Snowcat wrote:Problem is the papers are addressed to the company so my boss is paranoid about them applying a CCJ on the business so NOW wants it sorting out!!

YES - Get the company to write to them saying they are not liable.

NO - Do NOT tell them you were the driver....! If you have already admitted to the company (in writing) that you were the driver, then you'll have to suck it up and pay the fine.

Otherwise, you are under no obligation to identify the driver. This is a private company. Their letter is not a S.172 request from the police or other authorised agency.


To get a CCJ, they have to go to court.

To go to court, they have to prove who was the driver of the vehicle, as that is the person the contract was entered into with.

Unless they can do this, they do not have a leg to stand on.


Also, to obtain a CCJ, a person first has to default on a legitimate debt. Which this isn't.

As it's a Civil matter, they can only claim for actual losses (£). What are the actual losses (£) to them for a free car park?

You'll still probably get a couple more letters saying they might take you to court and if they find in their favour you could possibly get a CCJ. The likelihood of them actually going to court is zero, as they know they don't have any case.


Lots of advice out there on the Internet. Try Pepipoo.com

Print off the advice, and give it to your boss.

File any further correspondence in the cylindrical filing device. And repeat until they get bored......

If you really want to engage with them, an example of a letter for your company to send is below. However, I would strongly recommend just ignoring it.

To whom it may concern
[Add their title and address, Miss Jones}

I am in receipt of your letter dated [insert the date Miss Jones] alleging that a vehicle registered to this company overstayed an arbitrary duration in a vehicle park attached to one of your stores.

As I am sure you will be aware, it is the driver of the vehicle with whom any contract to park was made, not the Registered Keeper. You will also be aware that the terms of any such contract must be set out in such a manner as to be obvious to anyone with whom you wished to make the contract. These terms must comply with all applicable contract law, such as the Unfair Contract Terms Act 1977.

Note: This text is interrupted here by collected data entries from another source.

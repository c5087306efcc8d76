use thiserror::Error;

#[derive(Error, Debug, PartialEq)]
pub enum AttendanceError {
    #[error("Subject name cannot be empty")]
    EmptyName,

    #[error("{subject}: present ({present}) cannot exceed total ({total})")]
    PresentExceedsTotal {
        subject: String,
        present: u32,
        total: u32,
    },

    #[error("{0}: total must be greater than 0")]
    NoClassesHeld(String),

    #[error("Subject \"{0}\" already exists")]
    DuplicateSubject(String),

    #[error("Subject \"{0}\" not found")]
    SubjectNotFound(String),

    #[error("Unknown day '{0}'. Use a name like mon or monday, or 0-6 with Monday = 0")]
    InvalidDay(String),

    #[error("Bad time '{0}', expected HH:MM")]
    InvalidTime(String),

    #[error("Timetable slot {0} not found")]
    SlotNotFound(i64),
}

Should you wish to pursue this claim, please supply evidence that the person parking the vehicle you allege to have overstayed the set duration would have had the opportunity to read the contract terms. Such evidence must be, as a minimum:
• a detailed route and timings of the vehicle's travel into and through the vehicle park;
• a detailed route of the driver's passage out of the vehicle and into the store - this and the evidence listed immediately above are to show that the driver had reasonable opportunity to see and read the contract terms;
• photographs of all relevant signage in situ in locus in quo at the time of the alleged overstaying so as to show that the signs were actually readable;
• an accurately-drawn, scaled, map showing the location of each sign and indicating which you believe the driver would have had the easy opportunity to read (the routes of the vehicle and driver should be superimposed upon the map);
• details of the weather conditions at the time, in particular the visibility (all to be confirmed by the Meteorological Office);
• sufficient details of the driver with whom you claim to have made a contract to enable their unique identification;
• a detailed description of the processes followed to record and analyse the evidence of the alleged overstaying; and
• a notarised statement from a senior manager at the store to the effect that your recording and analytical systems were working normally at the time of the alleged overstaying.
Without the above, I cannot entertain your claim and any further demands for payment will be considered harassment and will be reported to the police with a view to your criminal prosecution under s1 of the Malicious Communications Act 1998, s85 of the Postal Services Act 2000, s127 of the Communications Act 2003, and/or s2 of the Protection from Harrassment Act 1997 - this last with a view to the court issuing a Restraining Order against you. Additionally, civil action will be taken against you personally and your employer to cease and desist and for the recovery of all costs, together with a substantial payment in compensation for the mental pain and suffering caused.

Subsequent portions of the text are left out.